Lux Vide Sues File-Hosting Platform Easybytez
In a complaint filed at a Michigan district court in August 2019, Lux Vide (Lux Vide Finanziaria Per Iniziative Audiovisive e Telematiche S.p.A.) targeted more than 20 ‘Doe’ defendants accused of distributing 18 television series and movie titles online without permission. With the filing of a second amended complaint in February 2020, a clearer picture emerged.
Lux Vide targeted the London-based owner/director of Cyprus-based company [redacted] Limited, in turn the owner of file-hosting platform Easybytez. According to the complaint, Lux Vide content was uploaded to Easybytez and each time users of the platform paid to access that content, the uploaders were paid an affiliate fee.
“Defendants provide third-party uploaders with a seemingly untraceable way to profit from the illegal distribution of pirated digital content, thereby incentivizing the continued piracy of Plaintiff’s Works and other pirated content,” the plaintiffs informed the court.
“As a result, Plaintiff has suffered substantial economic damage in the form of lost box office income, lost royalty income, lost advertising income, and other monetary damages stemming from Defendants’ illegal distribution of its Works.”
DMCA Takedown and ‘Repeat Infringer’ Failures
The complaint stated that after discovering Lux Vide content being made available on Easybytez, the company sent DMCA takedown notices to both the file-hosting platform and its hosting providers.
Easybytez reportedly complied with some (but not all) of the notices but then identical files “almost immediately” reappeared on new URLs and made available to the public. This allowed Easybytez to “continue to profit from the piracy of Plaintiff’s Works behind a thin veil of DMCA compliance,” Lux Vide informed the court.

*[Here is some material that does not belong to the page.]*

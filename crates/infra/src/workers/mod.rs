pub mod drain_worker;

pub use drain_worker::{DrainWorker, WorkerHandle};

In addition to claims of direct, contributory and vicarious infringement, for which it sought $150,000 per work infringed, the production company noted that Easybytez had failed to implement and enforce a repeat infringer policy as required under the DMCA.

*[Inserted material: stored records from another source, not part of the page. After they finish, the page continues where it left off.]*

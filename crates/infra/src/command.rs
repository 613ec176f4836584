//! Command execution pipeline.
//!
//! ```text
//! input
//!   ↓
//! 1. Validate input (before any guard)
//!   ↓
//! 2. Guard chain (AND, short-circuit; may persist a tier upgrade)
//!   ↓
//! 3. Begin transaction
//!   ↓
//! 4. Body: mutate state and emit events through the same transaction
//!   ↓
//! 5. Validate output
//!   ↓
//! 6. Commit (state + outbox together), then publish a commit notice
//! ```
//!
//! Any error in steps 4-6 rolls back every mutation and every outbox record
//! appended during the call. The executor never retries.

use std::collections::BTreeMap;
use std::sync::Arc;

use chrono::{DateTime, Utc};
use serde::Serialize;
use serde::de::DeserializeOwned;
use serde_json::Value as JsonValue;
use tracing::{debug, instrument, warn};

use civitas_auth::{Actor, AuthContext, Directory, Guard, GuardChain};
use civitas_core::Validate;
use civitas_events::{BusError, CommitNotice, Event, EventBus, EventEnvelope, OutboxId};

use crate::datastore::{DataStore, Transaction};
use crate::error::OperationError;

type CommandBody<I, O> =
    Box<dyn Fn(&mut CommandContext<'_>, I) -> Result<O, OperationError> + Send + Sync>;

/// Immutable description of a command, built once at startup.
pub struct CommandDescriptor<I, O> {
    name: &'static str,
    guards: GuardChain<I>,
    body: CommandBody<I, O>,
}

impl<I, O> CommandDescriptor<I, O> {
    pub fn new(
        name: &'static str,
        body: impl Fn(&mut CommandContext<'_>, I) -> Result<O, OperationError> + Send + Sync + 'static,
    ) -> Self {
        Self {
            name,
            guards: GuardChain::new(),
            body: Box::new(body),
        }
    }

    /// Append a guard; guards run in the order they are added.
    pub fn guard(mut self, guard: impl Guard<I> + 'static) -> Self {
        self.guards = self.guards.with(guard);
        self
    }

    pub fn name(&self) -> &'static str {
        self.name
    }

    pub fn guards(&self) -> &GuardChain<I> {
        &self.guards
    }
}

impl<I, O> core::fmt::Debug for CommandDescriptor<I, O> {
    fn fmt(&self, f: &mut core::fmt::Formatter<'_>) -> core::fmt::Result {
        f.debug_struct("CommandDescriptor")
            .field("name", &self.name)
            .field("guards", &self.guards)
            .finish()
    }
}

/// What a command body gets to work with.
pub struct CommandContext<'a> {
    tx: &'a mut dyn Transaction,
    auth: &'a AuthContext,
    now: DateTime<Utc>,
}

impl<'a> CommandContext<'a> {
    fn new(tx: &'a mut dyn Transaction, auth: &'a AuthContext, now: DateTime<Utc>) -> Self {
        Self { tx, auth, now }
    }

    pub fn tx(&mut self) -> &mut dyn Transaction {
        &mut *self.tx
    }

    pub fn auth(&self) -> &AuthContext {
        self.auth
    }

    pub fn actor(&self) -> &Actor {
        &self.auth.actor
    }

    pub fn now(&self) -> DateTime<Utc> {
        self.now
    }

    /// Append an event to the outbox through this command's transaction.
    pub fn emit<E: Event>(&mut self, event: &E) -> Result<(), OperationError> {
        let envelope = EventEnvelope::from_event(event, self.now)
            .map_err(|e| OperationError::Validation(format!("{}: {e}", E::NAME)))?;
        self.tx.append(envelope)?;
        Ok(())
    }
}

/// Runs command descriptors against an explicit datastore handle.
pub struct CommandExecutor {
    store: Arc<dyn DataStore>,
    directory: Arc<dyn Directory>,
    notices: Option<Arc<dyn EventBus<CommitNotice, Error = BusError>>>,
}

impl CommandExecutor {
    pub fn new(store: Arc<dyn DataStore>, directory: Arc<dyn Directory>) -> Self {
        Self {
            store,
            directory,
            notices: None,
        }
    }

    /// Publish a [`CommitNotice`] after every commit that appended events.
    pub fn with_notices(mut self, bus: Arc<dyn EventBus<CommitNotice, Error = BusError>>) -> Self {
        self.notices = Some(bus);
        self
    }

    pub fn store(&self) -> &Arc<dyn DataStore> {
        &self.store
    }

    pub fn directory(&self) -> &Arc<dyn Directory> {
        &self.directory
    }

    pub fn execute<I, O>(&self, descriptor: &CommandDescriptor<I, O>, actor: Actor, input: I) -> Result<O, OperationError>
    where
        I: Validate,
        O: Validate,
    {
        self.execute_at(descriptor, actor, input, Utc::now())
    }

    /// Same as [`CommandExecutor::execute`] with an explicit clock reading.
    #[instrument(skip_all, fields(command = descriptor.name(), actor = %actor.label()), err)]
    pub fn execute_at<I, O>(
        &self,
        descriptor: &CommandDescriptor<I, O>,
        actor: Actor,
        input: I,
        now: DateTime<Utc>,
    ) -> Result<O, OperationError>
    where
        I: Validate,
        O: Validate,
    {
        input.validate()?;
        let auth = descriptor
            .guards
            .authorize(actor, &input, now, self.directory.as_ref())?;

        let mut tx = self.store.begin()?;
        let result = {
            let mut ctx = CommandContext::new(&mut *tx, &auth, now);
            (descriptor.body)(&mut ctx, input)
        }
        .and_then(|output| {
            output.validate()?;
            Ok(output)
        });

        let output = match result {
            Ok(output) => output,
            Err(err) => {
                if let Err(rollback_err) = tx.rollback() {
                    warn!(command = descriptor.name, error = %rollback_err, "rollback failed");
                }
                return Err(err);
            }
        };

        let outbox_ids = tx.commit()?;
        debug!(command = descriptor.name, events = outbox_ids.len(), "command committed");

        if !outbox_ids.is_empty() {
            self.publish_notice(descriptor.name, outbox_ids);
        }
        Ok(output)
    }

    /// Run a command inside a transaction owned by the caller.
    ///
    /// Used by policies: the command's writes and events commit together
    /// with the policy's processed mark, or roll back with it. Nothing is
    /// committed or published here.
    #[instrument(skip_all, fields(command = descriptor.name(), actor = %actor.label()), err)]
    pub fn execute_within<I, O>(
        &self,
        tx: &mut dyn Transaction,
        descriptor: &CommandDescriptor<I, O>,
        actor: Actor,
        input: I,
        now: DateTime<Utc>,
    ) -> Result<O, OperationError>
    where
        I: Validate,
        O: Validate,
    {
        input.validate()?;
        let auth = descriptor
            .guards
            .authorize(actor, &input, now, self.directory.as_ref())?;

        let mut ctx = CommandContext::new(tx, &auth, now);
        let output = (descriptor.body)(&mut ctx, input)?;
        output.validate()?;
        Ok(output)
    }

    fn publish_notice(&self, source: &'static str, outbox_ids: Vec<OutboxId>) {
        let Some(bus) = &self.notices else {
            return;
        };
        // Best-effort: drains also poll, so a lost notice only delays them.
        if let Err(err) = bus.publish(CommitNotice { source, outbox_ids }) {
            warn!(command = source, error = ?err, "failed to publish commit notice");
        }
    }
}

trait ErasedCommand: Send + Sync {
    fn execute_json(
        &self,
        executor: &CommandExecutor,
        actor: Actor,
        payload: JsonValue,
        now: DateTime<Utc>,
    ) -> Result<JsonValue, OperationError>;
}

impl<I, O> ErasedCommand for CommandDescriptor<I, O>
where
    I: DeserializeOwned + Validate + 'static,
    O: Serialize + Validate + 'static,
{
    fn execute_json(
        &self,
        executor: &CommandExecutor,
        actor: Actor,
        payload: JsonValue,
        now: DateTime<Utc>,
    ) -> Result<JsonValue, OperationError> {
        let input: I = serde_json::from_value(payload)?;
        let output = executor.execute_at(self, actor, input, now)?;
        Ok(serde_json::to_value(output)?)
    }
}

/// Name → descriptor lookup for callers that only have a JSON payload.
#[derive(Default)]
pub struct CommandRegistry {
    commands: BTreeMap<&'static str, Arc<dyn ErasedCommand>>,
}

impl CommandRegistry {
    pub fn new() -> Self {
        Self::default()
    }

    pub fn register<I, O>(&mut self, descriptor: Arc<CommandDescriptor<I, O>>) -> Result<(), OperationError>
    where
        I: DeserializeOwned + Validate + 'static,
        O: Serialize + Validate + 'static,
    {
        let name = descriptor.name();
        if self.commands.contains_key(name) {
            return Err(OperationError::invalid_state(format!("command {name} registered twice")));
        }
        self.commands.insert(name, descriptor);
        Ok(())
    }

    pub fn names(&self) -> impl Iterator<Item = &'static str> + '_ {
        self.commands.keys().copied()
    }

    pub fn execute_json(
        &self,
        executor: &CommandExecutor,
        name: &str,
        actor: Actor,
        payload: JsonValue,
    ) -> Result<JsonValue, OperationError> {
        let command = self
            .commands
            .get(name)
            .ok_or_else(|| OperationError::UnknownOperation(name.to_string()))?;
        command.execute_json(executor, actor, payload, Utc::now())
    }
}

Defendant Failed to Appear, Judgment for the Plaintiffs
Despite being served in September 2021, the defendant failed to appear. The court entered default against the man in September 2022 and in its motion for default judgment filed in March 2023, Lux Vide sought maximum statutory damages of $112,200,000. The court determined that the infringement was willful and statutory damages were appropriate, but not at the level demanded by the plaintiffs.
District Judge Robert J. Jonker found that the defendant displayed and distributed unauthorized copies of Lux Vide’s works through Easybytez.com, financially benefitted at the expense of the plaintiff, and allowed content to reappear on the platform despite receiving DMCA notices.
The only thing absent was information showing to what extent the defendant profited and to what extent Lux Vide lost revenue.
Award for Damages
“Proof of economic loss is not essential to an award of statutory damages, but it is a relevant factor to consider in fixing the proper amount of damage. When no such economic record exists, this Court will look for other relevant or comparable awards,” Judge Jonker notes in his order handed down last week.
Before arriving at a damages award, the Judge examined other cases considered relevant to the one in hand. They included a lawsuit filed against IPTV provider Nitro TV by member studios of the MPA, and a similar lawsuit filed against Area 51 and Altered Carbon.
As previously reported, the latter ended with a much lower award for damages than demanded by the plaintiffs. In the Lux Vide matter, Judge Jonker finds the same $2,500 per work to be applicable.
“An award of $2,500 per violation, resulting in an overall award of $1,870,000, is an appropriate balance of the relevant statutory factors on this record. It will generate meaningful deterrence, and it is consistent with other statutory damage awards in comparable cases,” Judge Jonker concludes.
Lux Vide was represented by Chris Newberg of Kuiper Kraemer PC in Grand Rapids, Michigan. Newberg informs TorrentFreak that the matter is not over yet.
“We intend to pursue post-judgment remedies similar to those seen in the DaftSex case and we believe that [redacted] ring of infringing websites is considerably larger than just the EasyBytez brand,” Lux Vide’s attorney says.